Как бы то ни было, оба антагониста говорят в сущности одно и то же: роковую ошибку Николай совершил именно в преддверии Крымской катастрофы. И совершил он её потому, что после событий 1848-го настолько вошел в роль вершителя европейских судеб и настолько закружилась у него голова от своего всемогущества, что он зарвался, потерял чувство реальности и решил, что может, наконец, позволить себе бросить вызов перепуганной Европе, захватив Константинополь. Так гласит стереотип.

Между тем поведение Николая в кризисе 1848-го, когда он впервые всерьез столкнулся с европейской революцией, заставляет усомниться в этом стереотипном объяснении. Ибо отнюдь не во всемогуществе убедило царя это столкновение, а, как раз напротив, в совершенном его бессилии совладать с грозной и непонятной ему стихией. Именно в результате этого глубочайшего разочарования и понял он, наконец, всю химеричность генеральной цели, вдохновлявшей его на протяжении первой четверти века царствования.

Но поскольку, в отличие от американских президентов, Николаю не предстояло переизбираться на второй срок, он попросту отказался от мысли о триумфе над международной революцией, уступив «православно-славянскому» соблазну, оказавшемуся в результате новой генеральной целью его внешней политики. В моих терминах место старого «турецкого» сценария занял проект, который и назвали мы сценарием «великого перелома», включавший, как мы помним, изгнание Турции из Европы во имя славянского дела. Только приняв такое допущение, сможем мы понять, почему именно в начале 1850-х стал он вдруг «с благоволением» прислушиваться к идеям Погодина, которых раньше и на дух не переносил, считая их как мы помним, «последствием французской и польской пропаганды, прикрывающейся личиной славянства».

Более того, без такого допущения оказалось бы совершенно непонятно, почему именно в это время Николай «вдруг твердо решил, — как замечает американский историк, — изгнать на этот раз турок из Европы — либо совместно с другими державами, либо самостоятельно, либо дипломатическим путем, либо военным, — лишь бы это обеспечило ему суверенитет над славянским населением Порты». Историк продолжает саркастически: «Его Императорское Величество в Санкт-Петербурге пожелал распространить благодеяния своего просвещенного правления на православных единоверцев в Турции именно в момент, когда султан даровал им равные права со всеми другими своими подданными».
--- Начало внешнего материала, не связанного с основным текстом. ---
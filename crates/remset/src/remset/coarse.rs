//! Coarse representation: one "may point here" bit per source region.

use crate::gc::mark::AtomicBitmap;
use crate::heap::RegionIdx;

/// Set of source regions any of whose cards may reference the owner.
#[derive(Debug)]
pub struct CoarseMap {
    bits: AtomicBitmap,
}

impl CoarseMap {
    /// Create an empty map over `n_regions` sources.
    #[must_use]
    pub fn new(n_regions: usize) -> Self {
        Self {
            bits: AtomicBitmap::new(n_regions),
        }
    }

    /// Mark `source` coarse. Returns `true` if newly marked.
    pub fn insert(&self, source: RegionIdx) -> bool {
        self.bits.set(source.0)
    }

    /// Returns `true` if `source` is coarse.
    #[inline]
    #[must_use]
    pub fn contains(&self, source: RegionIdx) -> bool {
        self.bits.get(source.0)
    }

    /// Unmark `source`. Returns `true` if it was marked.
    pub fn remove(&self, source: RegionIdx) -> bool {
        self.bits.clear(source.0)
    }

    /// Number of coarse sources.
    #[must_use]
    pub fn len(&self) -> usize {
        self.bits.count_ones()
    }

    /// Returns `true` if no source is coarse.
    #[must_use]
    pub fn is_empty(&self) -> bool {
        self.bits.find_next_set(0..self.bits.len()).is_none()
    }

    /// Call `f` for each coarse source.
    pub fn for_each(&self, mut f: impl FnMut(RegionIdx)) {
        self.bits.for_each_set(0..self.bits.len(), |i| f(RegionIdx(i)));
    }

    /// Keep only the sources for which `keep` holds. Returns how many were
    /// dropped.
    pub fn retain(&self, mut keep: impl FnMut(RegionIdx) -> bool) -> usize {
        let mut dropped = 0;
        self.for_each(|source| {
            if !keep(source) && self.remove(source) {
                dropped += 1;
            }
        });
        dropped
    }

    /// Unmark every source.
    pub fn clear(&self) {
        self.bits.clear_all();
    }

    /// Bytes used.
    #[must_use]
    pub fn mem_size(&self) -> usize {
        self.bits.mem_size()
    }
}
//! Fixed pool of long-lived worker threads that execute partitioned tasks.
//!
//! [`WorkGang::run_task`] splits a [`GangTask`] into `n` partitions, queues
//! one `(task, partition)` item per partition, and blocks until every item has
//! run. Workers sleep on a condition variable between tasks.
//!
//! Because the initiator never returns before the last partition finished,
//! tasks may borrow from the initiator's stack.

use std::any::Any;
use std::collections::VecDeque;
use std::io;
use std::panic::{self, AssertUnwindSafe};
use std::sync::Arc;
use std::thread::{self, JoinHandle};

use parking_lot::{Condvar, Mutex};

use super::sync::{LockGuard, LockOrder};

/// A unit of parallel work divisible into independent partitions.
pub trait GangTask: Sync {
    /// Task name, used in thread diagnostics.
    fn name(&self) -> &str {
        "gang task"
    }

    /// Execute partition `partition`. Called exactly once per partition.
    fn work(&self, partition: usize);
}

impl<F> GangTask for F
where
    F: Fn(usize) + Sync,
{
    fn work(&self, partition: usize) {
        self(partition);
    }
}

type Panic = Box<dyn Any + Send + 'static>;

/// Completion state of one `run_task` call.
struct RunState {
    remaining: Mutex<usize>,
    finished: Condvar,
    panic: Mutex<Option<Panic>>,
}

impl RunState {
    fn new(partitions: usize) -> Self {
        Self {
            remaining: Mutex::new(partitions),
            finished: Condvar::new(),
            panic: Mutex::new(None),
        }
    }

    fn finish(&self, panicked: Option<Panic>) {
        if let Some(payload) = panicked {
            self.panic.lock().get_or_insert(payload);
        }
        let mut remaining = self.remaining.lock();
        *remaining -= 1;
        if *remaining == 0 {
            self.finished.notify_all();
        }
    }

    fn wait(&self) {
        let mut remaining = self.remaining.lock();
        while *remaining > 0 {
            self.finished.wait(&mut remaining);
        }
    }
}

/// One queued partition. The task pointer has its lifetime erased; it stays
/// valid because `run_task` outlives every item it queued.
struct WorkItem {
    task: *const (dyn GangTask + 'static),
    partition: usize,
    run: Arc<RunState>,
}

// SAFETY: the task is `Sync`, and the pointer is only dereferenced while the
// initiating `run_task` call is blocked waiting for this item.
unsafe impl Send for WorkItem {}

struct GangQueue {
    items: VecDeque<WorkItem>,
    shutdown: bool,
}

struct Shared {
    queue: Mutex<GangQueue>,
    work_available: Condvar,
}

/// A named pool of worker threads.
pub struct WorkGang {
    name: String,
    shared: Arc<Shared>,
    workers: Vec<JoinHandle<()>>,
}

impl WorkGang {
    /// Spawn a gang of `workers` threads (at least one).
    ///
    /// # Errors
    ///
    /// Returns an error if a thread cannot be spawned.
    pub fn new(name: &str, workers: usize) -> io::Result<Self> {
        let shared = Arc::new(Shared {
            queue: Mutex::new(GangQueue {
                items: VecDeque::new(),
                shutdown: false,
            }),
            work_available: Condvar::new(),
        });
        let mut gang = Self {
            name: name.to_owned(),
            shared,
            workers: Vec::with_capacity(workers.max(1)),
        };
        for id in 0..workers.max(1) {
            let shared = Arc::clone(&gang.shared);
            let handle = thread::Builder::new()
                .name(format!("{name}#{id}"))
                .spawn(move || worker_loop(&shared))?;
            gang.workers.push(handle);
        }
        Ok(gang)
    }

    /// Gang name.
    #[must_use]
    pub fn name(&self) -> &str {
        &self.name
    }

    /// Number of worker threads.
    #[must_use]
    pub fn total_workers(&self) -> usize {
        self.workers.len()
    }

    /// Run `task` split into `partitions` parts and wait for all of them.
    ///
    /// Each partition in `0..partitions` is executed exactly once by some
    /// worker. Must not be called from inside a gang task of the same gang.
    ///
    /// # Panics
    ///
    /// If any partition panics, the remaining partitions still run and the
    /// first panic payload is resumed on the calling thread.
    pub fn run_task(&self, task: &dyn GangTask, partitions: usize) {
        if partitions == 0 {
            return;
        }
        let run = Arc::new(RunState::new(partitions));
        let erased: *const (dyn GangTask + '_) = task;
        // SAFETY: only the lifetime changes; the pointer is dereferenced by
        // workers strictly before `run.wait()` below returns.
        let erased: *const (dyn GangTask + 'static) = unsafe { std::mem::transmute(erased) };
        {
            let _order = LockGuard::new(LockOrder::GangQueue);
            let mut queue = self.shared.queue.lock();
            queue.items.extend((0..partitions).map(|partition| WorkItem {
                task: erased,
                partition,
                run: Arc::clone(&run),
            }));
        }
        self.shared.work_available.notify_all();
        run.wait();
        let panicked = run.panic.lock().take();
        if let Some(payload) = panicked {
            panic::resume_unwind(payload);
        }
    }
}

fn worker_loop(shared: &Shared) {
    loop {
        let item = {
            let _order = LockGuard::new(LockOrder::GangQueue);
            let mut queue = shared.queue.lock();
            loop {
                if let Some(item) = queue.items.pop_front() {
                    break item;
                }
                if queue.shutdown {
                    return;
                }
                shared.work_available.wait(&mut queue);
            }
        };
        // SAFETY: `run_task` is blocked until this item reports completion.
        let task = unsafe { &*item.task };
        let result = panic::catch_unwind(AssertUnwindSafe(|| task.work(item.partition)));
        item.run.finish(result.err());
    }
}

impl Drop for WorkGang {
    fn drop(&mut self) {
        {
            let _order = LockGuard::new(LockOrder::GangQueue);
            self.shared.queue.lock().shutdown = true;
        }
        self.shared.work_available.notify_all();
        for handle in self.workers.drain(..) {
            let _ = handle.join();
        }
    }
}

impl std::fmt::Debug for WorkGang {
    fn fmt(&self, f: &mut std::fmt::Formatter<'_>) -> std::fmt::Result {
        f.debug_struct("WorkGang")
            .field("name", &self.name)
            .field("workers", &self.workers.len())
            .finish_non_exhaustive()
    }
}

#[cfg(test)]
mod tests {
    use super::WorkGang;
    use std::sync::atomic::{AtomicUsize, Ordering};
    use std::sync::Mutex;

    #[test]
    #[cfg(debug_assertions)]
    fn test_drop_takes_queue_lock_in_order() {
        use crate::gc::sync::{held_level, LockGuard, LockOrder};

        let gang = WorkGang::new("drop", 2).unwrap();
        gang.run_task(&|_p: usize| {}, 4);
        {
            // Shutdown runs under the gang queue level, which is the highest.
            let _outer = LockGuard::new(LockOrder::RefinementMonitor);
            drop(gang);
            assert_eq!(held_level(), 2);
        }
        assert_eq!(held_level(), 0);
    }

    #[test]
    fn test_every_partition_runs_once() {
        let gang = WorkGang::new("test", 4).unwrap();
        let hits: Vec<AtomicUsize> = (0..32).map(|_| AtomicUsize::new(0)).collect();
        gang.run_task(
            &|p: usize| {
                hits[p].fetch_add(1, Ordering::Relaxed);
            },
            32,
        );
        assert!(hits.iter().all(|h| h.load(Ordering::Relaxed) == 1));
    }

    #[test]
    fn test_borrowed_state_visible_after_return() {
        let gang = WorkGang::new("test", 2).unwrap();
        let seen = Mutex::new(Vec::new());
        gang.run_task(&|p: usize| seen.lock().unwrap().push(p), 5);
        let mut seen = seen.into_inner().unwrap();
        seen.sort_unstable();
        assert_eq!(seen, vec![0, 1, 2, 3, 4]);
    }

    #[test]
    fn test_zero_partitions_is_noop() {
        let gang = WorkGang::new("test", 1).unwrap();
        gang.run_task(&|_: usize| unreachable!(), 0);
        assert_eq!(gang.total_workers(), 1);
    }

    #[test]
    fn test_panic_resumed_after_all_partitions() {
        let gang = WorkGang::new("test", 3).unwrap();
        let done = AtomicUsize::new(0);
        let result = std::panic::catch_unwind(std::panic::AssertUnwindSafe(|| {
            gang.run_task(
                &|p: usize| {
                    if p == 1 {
                        panic!("partition failed");
                    }
                    done.fetch_add(1, Ordering::Relaxed);
                },
                6,
            );
        }));
        assert!(result.is_err());
        assert_eq!(done.load(Ordering::Relaxed), 5);

        // The gang stays usable after a panicking task.
        let after = AtomicUsize::new(0);
        gang.run_task(
            &|_: usize| {
                after.fetch_add(1, Ordering::Relaxed);
            },
            3,
        );
        assert_eq!(after.load(Ordering::Relaxed), 3);
    }
}
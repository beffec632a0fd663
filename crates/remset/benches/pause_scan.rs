//! Benchmark for the pause-time remembered-set scan.
//!
//! Builds an old generation with references into a set of young regions,
//! then times prepare, scan and cleanup over the young regions.

use std::sync::atomic::{AtomicUsize, Ordering};

use criterion::{criterion_group, criterion_main, Criterion};
use remset::{Address, RefWidth, RegionIdx, RegionKind, RemSetConfig, RemSetContext, WorkGang};

struct Heap {
    ctx: RemSetContext,
    young: Vec<RegionIdx>,
}

fn build_heap(old_regions: usize, young_regions: usize) -> Heap {
    let mut config = RemSetConfig::new(20, old_regions + young_regions);
    config.set_refinement_threads(0);
    config.set_parallel_workers(4);
    let ctx = RemSetContext::new(config).expect("heap reservation");

    let young: Vec<RegionIdx> = (0..young_regions)
        .map(|_| ctx.allocate_region(RegionKind::Young).expect("young region"))
        .collect();
    let targets: Vec<Address> = young
        .iter()
        .flat_map(|&r| (0..64).map(move |_| r))
        .map(|r| ctx.heap().allocate(r, 0, RefWidth::Wide).expect("target"))
        .collect();

    let queue = ctx.new_mutator_queue();
    let mut x: u64 = 0x2545_f491_4f6c_dd1d;
    for _ in 0..old_regions {
        let region = ctx.allocate_region(RegionKind::Old).expect("old region");
        while let Some(obj) = ctx.heap().allocate(region, 8, RefWidth::Narrow) {
            x ^= x << 13;
            x ^= x >> 7;
            x ^= x << 17;
            if x % 4 == 0 {
                let target = targets[(x >> 8) as usize % targets.len()];
                ctx.write_ref(&queue, obj, (x >> 32) as usize % 8, Some(target));
            }
        }
    }
    drop(queue);
    ctx.refine_pending_buffers();
    Heap { ctx, young }
}

fn benchmark_pause_scan(c: &mut Criterion) {
    let mut group = c.benchmark_group("pause_scan");
    group.sample_size(10);
    group.warm_up_time(std::time::Duration::from_millis(500));

    let gang = WorkGang::new("bench-pause", 4).expect("gang");
    for (old, young) in [(16, 4), (64, 8)] {
        let heap = build_heap(old, young);
        let ctx = &heap.ctx;
        group.bench_function(format!("old_{old}_young_{young}"), |b| {
            b.iter(|| {
                let found = AtomicUsize::new(0);
                ctx.enter_safepoint();
                ctx.prepare_for_scan(&heap.young);
                let summary = ctx.oops_into_collection_set_do(&gang, &|_w: usize, _s: Address, _r: Address| {
                    found.fetch_add(1, Ordering::Relaxed);
                });
                ctx.cleanup_after_scan();
                ctx.leave_safepoint();
                std::hint::black_box((summary, found.into_inner()))
            });
        });
    }

    group.finish();
}

criterion_group!(benches, benchmark_pause_scan);
criterion_main!(benches);
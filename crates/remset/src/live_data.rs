//! Card live data: which cards and regions held live objects at the end of
//! the last marking cycle.
//!
//! Built concurrently after marking from the mark bitmap, finalized at a
//! safepoint, and used to scrub remembered-set entries that can no longer
//! hold live references.
//!
//! A region contributes:
//!
//! * every marked object in `[bottom, tams)`;
//! * everything in `[tams, top)`, which was allocated during marking and is
//!   implicitly live.
//!
//! Regions allocated or released after creation started carry a newer
//! timestamp and are recomputed by [`CardLiveData::finalize`], as are regions
//! the creation pass never reached because it was aborted.

use std::fmt;
use std::sync::atomic::{AtomicBool, AtomicU64, AtomicUsize, Ordering};

use parking_lot::Mutex;

use crate::card_table::CardIdx;
use crate::gc::claim::RegionClaimer;
use crate::gc::mark::{AtomicBitmap, MarkBitmap};
use crate::gc::work_gang::WorkGang;
use crate::heap::{Address, Heap, Region, RegionIdx, WORD_SIZE};
use crate::remset::{CoarseMap, PerRegionTable};
use crate::tracing::internal::log_live_data_recompute;

const BITS: usize = u64::BITS as usize;

/// Regions whose recomputed live data differs from the recorded data.
#[derive(Debug, Clone, PartialEq, Eq)]
pub struct LiveDataMismatch {
    /// Mismatching regions, ascending.
    pub regions: Vec<RegionIdx>,
    /// Total number of differing card bits.
    pub cards: usize,
}

impl fmt::Display for LiveDataMismatch {
    fn fmt(&self, f: &mut fmt::Formatter<'_>) -> fmt::Result {
        write!(
            f,
            "card live data differs in {} region(s) ({} card bits)",
            self.regions.len(),
            self.cards
        )
    }
}

impl std::error::Error for LiveDataMismatch {}

/// Per-card and per-region liveness for one marking cycle.
#[derive(Debug)]
pub struct CardLiveData {
    cards: AtomicBitmap,
    regions: AtomicBitmap,
    done: AtomicBitmap,
    created_at: AtomicU64,
    base: Address,
    card_shift: u32,
    cards_per_region: usize,
}

impl CardLiveData {
    /// Create empty live data for a heap.
    #[must_use]
    pub fn new(heap: &Heap, card_shift: u32) -> Self {
        let n_cards = heap.size() >> card_shift;
        let cards_per_region = heap.region_size() >> card_shift;
        debug_assert!(cards_per_region % BITS == 0, "regions must span whole words");
        Self {
            cards: AtomicBitmap::new(n_cards),
            regions: AtomicBitmap::new(heap.num_regions()),
            done: AtomicBitmap::new(heap.num_regions()),
            created_at: AtomicU64::new(0),
            base: heap.base(),
            card_shift,
            cards_per_region,
        }
    }

    /// Returns `true` if `card` overlapped a live object.
    #[inline]
    #[must_use]
    pub fn is_card_live(&self, card: CardIdx) -> bool {
        self.cards.get(card.0)
    }

    /// Returns `true` if `region` held any live object.
    #[inline]
    #[must_use]
    pub fn is_region_live(&self, region: RegionIdx) -> bool {
        self.regions.get(region.0)
    }

    /// Number of live cards.
    #[must_use]
    pub fn live_cards(&self) -> usize {
        self.cards.count_ones()
    }

    /// Number of live regions.
    #[must_use]
    pub fn live_regions(&self) -> usize {
        self.regions.count_ones()
    }

    /// Heap clock value at which the last creation started.
    #[must_use]
    pub fn created_at(&self) -> u64 {
        self.created_at.load(Ordering::Acquire)
    }

    /// Returns `true` if the creation pass finished `region`.
    #[must_use]
    pub fn is_region_done(&self, region: RegionIdx) -> bool {
        self.done.get(region.0)
    }

    /// Build live data from `marks` on the gang's threads.
    ///
    /// Returns `false` if `should_abort` cut the pass short; the regions
    /// already done are kept and [`finalize`](Self::finalize) computes the
    /// rest.
    pub fn create(
        &self,
        gang: &WorkGang,
        heap: &Heap,
        marks: &MarkBitmap,
        should_abort: &AtomicBool,
    ) -> bool {
        self.created_at.store(heap.now(), Ordering::Release);
        let workers = gang.total_workers();
        let claimer = RegionClaimer::new(heap.num_regions(), workers);
        let aborted = AtomicBool::new(false);
        gang.run_task(
            &|worker: usize| {
                claimer.for_each_claimed(worker, |r| {
                    if should_abort.load(Ordering::Acquire) {
                        aborted.store(true, Ordering::Relaxed);
                        return false;
                    }
                    let region = heap.region(RegionIdx(r));
                    self.compute_region(heap, marks, region, &self.cards, &self.regions);
                    self.done.set(r);
                    true
                });
            },
            workers,
        );
        !aborted.load(Ordering::Relaxed)
    }

    /// Complete the live data at a safepoint.
    ///
    /// Recomputes every region the creation pass did not finish or that was
    /// allocated or released since, and marks everything allocated since
    /// creation as live. Returns the number of regions recomputed.
    pub fn finalize(&self, gang: &WorkGang, heap: &Heap, marks: &MarkBitmap) -> usize {
        let created_at = self.created_at();
        let workers = gang.total_workers();
        let claimer = RegionClaimer::new(heap.num_regions(), workers);
        let recomputed = AtomicUsize::new(0);
        gang.run_task(
            &|worker: usize| {
                claimer.for_each_claimed(worker, |r| {
                    let region = heap.region(RegionIdx(r));
                    if !self.done.get(r) || region.timestamp() > created_at {
                        self.clear_region(RegionIdx(r));
                        self.compute_region(heap, marks, region, &self.cards, &self.regions);
                        self.done.set(r);
                        recomputed.fetch_add(1, Ordering::Relaxed);
                    } else if !region.is_free() {
                        self.mark_allocated_since_walk(region);
                    }
                    true
                });
            },
            workers,
        );
        let recomputed = recomputed.load(Ordering::Relaxed);
        if recomputed > 0 {
            log_live_data_recompute(recomputed, "finalize");
        }
        recomputed
    }

    /// Recompute live data from scratch and compare with the recorded data.
    ///
    /// # Errors
    ///
    /// Returns the mismatching regions.
    pub fn verify(
        &self,
        gang: &WorkGang,
        heap: &Heap,
        marks: &MarkBitmap,
    ) -> Result<(), LiveDataMismatch> {
        let cards = AtomicBitmap::new(self.cards.len());
        let regions = AtomicBitmap::new(self.regions.len());
        let workers = gang.total_workers();
        let claimer = RegionClaimer::new(heap.num_regions(), workers);
        let mismatches = Mutex::new(LiveDataMismatch {
            regions: Vec::new(),
            cards: 0,
        });
        gang.run_task(
            &|worker: usize| {
                claimer.for_each_claimed(worker, |r| {
                    let region = heap.region(RegionIdx(r));
                    self.compute_region(heap, marks, region, &cards, &regions);
                    let words = self.region_words(RegionIdx(r));
                    let differing: usize = words
                        .map(|w| (cards.word(w) ^ self.cards.word(w)).count_ones() as usize)
                        .sum();
                    if differing > 0 || regions.get(r) != self.regions.get(r) {
                        let mut m = mismatches.lock();
                        m.regions.push(RegionIdx(r));
                        m.cards += differing;
                    }
                    true
                });
            },
            workers,
        );
        let mut mismatches = mismatches.into_inner();
        if mismatches.regions.is_empty() {
            return Ok(());
        }
        mismatches.regions.sort_unstable();
        Err(mismatches)
    }

    /// Clear everything, partitioned by region across the gang.
    pub fn clear(&self, gang: &WorkGang) {
        let n_regions = self.regions.len();
        let workers = gang.total_workers();
        let claimer = RegionClaimer::new(n_regions, workers);
        gang.run_task(
            &|worker: usize| {
                claimer.for_each_claimed(worker, |r| {
                    self.clear_region(RegionIdx(r));
                    true
                });
            },
            workers,
        );
        self.done.clear_all();
        self.created_at.store(0, Ordering::Release);
    }

    /// Drop every card of `table` that holds no live object. Returns the
    /// number of cards left.
    pub fn remove_nonlive_cards(&self, table: &PerRegionTable) -> usize {
        let first_word = table.source().0 * self.cards_per_region / BITS;
        table.retain_words(|w| self.cards.word(first_word + w))
    }

    /// Drop every coarse source without live objects. Returns the number of
    /// sources dropped.
    pub fn remove_nonlive_regions(&self, coarse: &CoarseMap) -> usize {
        coarse.retain(|source| self.is_region_live(source))
    }

    fn region_words(&self, region: RegionIdx) -> std::ops::Range<usize> {
        let per_region = self.cards_per_region / BITS;
        region.0 * per_region..(region.0 + 1) * per_region
    }

    fn clear_region(&self, region: RegionIdx) {
        self.cards.clear_words(self.region_words(region));
        self.regions.clear(region.0);
        self.done.clear(region.0);
    }

    #[inline]
    fn card_index(&self, addr: Address) -> usize {
        (addr - self.base) >> self.card_shift
    }

    fn mark_cards(&self, cards: &AtomicBitmap, from: Address, to: Address) {
        if from < to {
            cards.set_range(self.card_index(from)..self.card_index(to - 1) + 1);
        }
    }

    fn mark_allocated_since_walk(&self, region: &Region) {
        let (tams, top) = (region.tams(), region.top());
        if top > tams {
            self.mark_cards(&self.cards, tams, top);
            self.regions.set(region.index().0);
        }
    }

    fn compute_region(
        &self,
        heap: &Heap,
        marks: &MarkBitmap,
        region: &Region,
        cards: &AtomicBitmap,
        regions: &AtomicBitmap,
    ) {
        if region.is_free() {
            return;
        }
        let (tams, top) = (region.tams(), region.top());
        let mut live = false;
        let mut next = marks.next_marked(region.bottom(), tams);
        while let Some(obj) = next {
            let size = heap.header(obj).map_or(WORD_SIZE, |h| h.size_bytes());
            self.mark_cards(cards, obj, obj + size);
            live = true;
            next = marks.next_marked(obj + size, tams);
        }
        if top > tams {
            self.mark_cards(cards, tams, top);
            live = true;
        }
        if live {
            regions.set(region.index().0);
        }
    }
}

#[cfg(test)]
mod tests {
    use super::*;
    use crate::config::RemSetConfig;
    use crate::heap::{RefWidth, RegionKind};

    fn setup() -> (Heap, MarkBitmap, CardLiveData, WorkGang) {
        // 64 KiB regions of 128 cards.
        let config = RemSetConfig::new(16, 8);
        let heap = Heap::new(&config).unwrap();
        let marks = MarkBitmap::new(heap.base(), heap.size());
        let live = CardLiveData::new(&heap, config.card_shift);
        let gang = WorkGang::new("live-test", 2).unwrap();
        (heap, marks, live, gang)
    }

    fn card_of(heap: &Heap, addr: Address) -> CardIdx {
        CardIdx((addr - heap.base()) >> 9)
    }

    #[test]
    fn test_marked_objects_below_tams() {
        let (heap, marks, live, gang) = setup();
        let r = heap.allocate_region(RegionKind::Old).unwrap();
        let a = heap.allocate(r, 4, RefWidth::Wide).unwrap();
        let dead = heap.allocate(r, 200, RefWidth::Wide).unwrap();
        let b = heap.allocate(r, 4, RefWidth::Wide).unwrap();
        heap.record_top_at_mark_start();
        marks.mark(a);
        marks.mark(b);

        assert!(live.create(&gang, &heap, &marks, &AtomicBool::new(false)));
        assert!(live.is_card_live(card_of(&heap, a)));
        assert!(live.is_card_live(card_of(&heap, b)));
        // The dead object spans cards that hold nothing else.
        assert!(!live.is_card_live(card_of(&heap, dead + 1024)));
        assert!(live.is_region_live(r));
        assert!(live.verify(&gang, &heap, &marks).is_ok());
    }

    #[test]
    fn test_above_tams_is_live() {
        let (heap, marks, live, gang) = setup();
        let r = heap.allocate_region(RegionKind::Old).unwrap();
        heap.record_top_at_mark_start();
        let obj = heap.allocate(r, 2, RefWidth::Narrow).unwrap();
        live.create(&gang, &heap, &marks, &AtomicBool::new(false));
        assert!(live.is_card_live(card_of(&heap, obj)));
        assert!(live.is_region_live(r));
    }

    #[test]
    fn test_abort_then_finalize() {
        let (heap, marks, live, gang) = setup();
        let r = heap.allocate_region(RegionKind::Old).unwrap();
        let obj = heap.allocate(r, 1, RefWidth::Wide).unwrap();
        heap.record_top_at_mark_start();
        marks.mark(obj);

        assert!(!live.create(&gang, &heap, &marks, &AtomicBool::new(true)));
        assert!(!live.is_region_done(r));
        assert!(!live.is_region_live(r));
        assert!(live.finalize(&gang, &heap, &marks) >= 1);
        assert!(live.is_region_live(r));
        assert!(live.verify(&gang, &heap, &marks).is_ok());
    }

    #[test]
    fn test_region_released_mid_cycle_is_recomputed() {
        let (heap, marks, live, gang) = setup();
        let r = heap.allocate_region(RegionKind::Old).unwrap();
        let obj = heap.allocate(r, 1, RefWidth::Wide).unwrap();
        heap.record_top_at_mark_start();
        marks.mark(obj);
        live.create(&gang, &heap, &marks, &AtomicBool::new(false));
        assert!(live.is_region_live(r));

        heap.release_region(r).unwrap();
        marks.clear();
        assert!(live.verify(&gang, &heap, &marks).is_err());
        live.finalize(&gang, &heap, &marks);
        assert!(!live.is_region_live(r));
        assert!(!live.is_card_live(card_of(&heap, obj)));
        assert!(live.verify(&gang, &heap, &marks).is_ok());
    }

    #[test]
    fn test_verify_reports_mismatch() {
        let (heap, marks, live, gang) = setup();
        let r = heap.allocate_region(RegionKind::Old).unwrap();
        let obj = heap.allocate(r, 1, RefWidth::Wide).unwrap();
        heap.record_top_at_mark_start();
        live.create(&gang, &heap, &marks, &AtomicBool::new(false));
        marks.mark(obj);
        let err = live.verify(&gang, &heap, &marks).unwrap_err();
        assert_eq!(err.regions, vec![r]);
        assert_eq!(err.cards, 1);
        assert!(err.to_string().contains("1 region"));
    }

    #[test]
    fn test_remove_nonlive() {
        let (heap, marks, live, gang) = setup();
        let r = heap.allocate_region(RegionKind::Old).unwrap();
        let obj = heap.allocate(r, 1, RefWidth::Wide).unwrap();
        heap.record_top_at_mark_start();
        marks.mark(obj);
        live.create(&gang, &heap, &marks, &AtomicBool::new(false));

        let first = r.0 * 128;
        let table = PerRegionTable::new(r, first, 128);
        table.add_card(card_of(&heap, obj));
        table.add_card(CardIdx(first + 100));
        assert_eq!(live.remove_nonlive_cards(&table), 1);

        let coarse = CoarseMap::new(8);
        coarse.insert(r);
        coarse.insert(RegionIdx(5));
        assert_eq!(live.remove_nonlive_regions(&coarse), 1);
        assert!(coarse.contains(r));

        live.clear(&gang);
        assert_eq!(live.live_cards(), 0);
        assert_eq!(live.live_regions(), 0);
    }
}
Короче говоря, с моей точки зрения, роковой поворот во внешней политике Николая произошел вовсе не в преддверии Крымской катастрофы, как гласит стереотип, а именно после революции 1848-1849 годов, когда он якобы чувствовал себя на вершине силы и славы. Это я и попробую сейчас показать.

Прорехи стереотипа

Опирается стереотип, между прочим, и на легенду о бравом приказе Николая на придворном балу 22 февраля 1848 года при получении известия о революции в Париже: «Седлайте коней, господа офицеры! Во Франции объявлена республика!» Грозный приказ, напечатанный 3 августа в «Новой Рейнской газете», облетел в исходе этого бурного лета всю Европу. И никто почему-то не обратил внимания, что к этому времени николаевские господа офицеры седлали своих коней уже почти полгода и никаких следов их присутствия в Европе всё еще не обнаруживалось. Так был ли приказ-то?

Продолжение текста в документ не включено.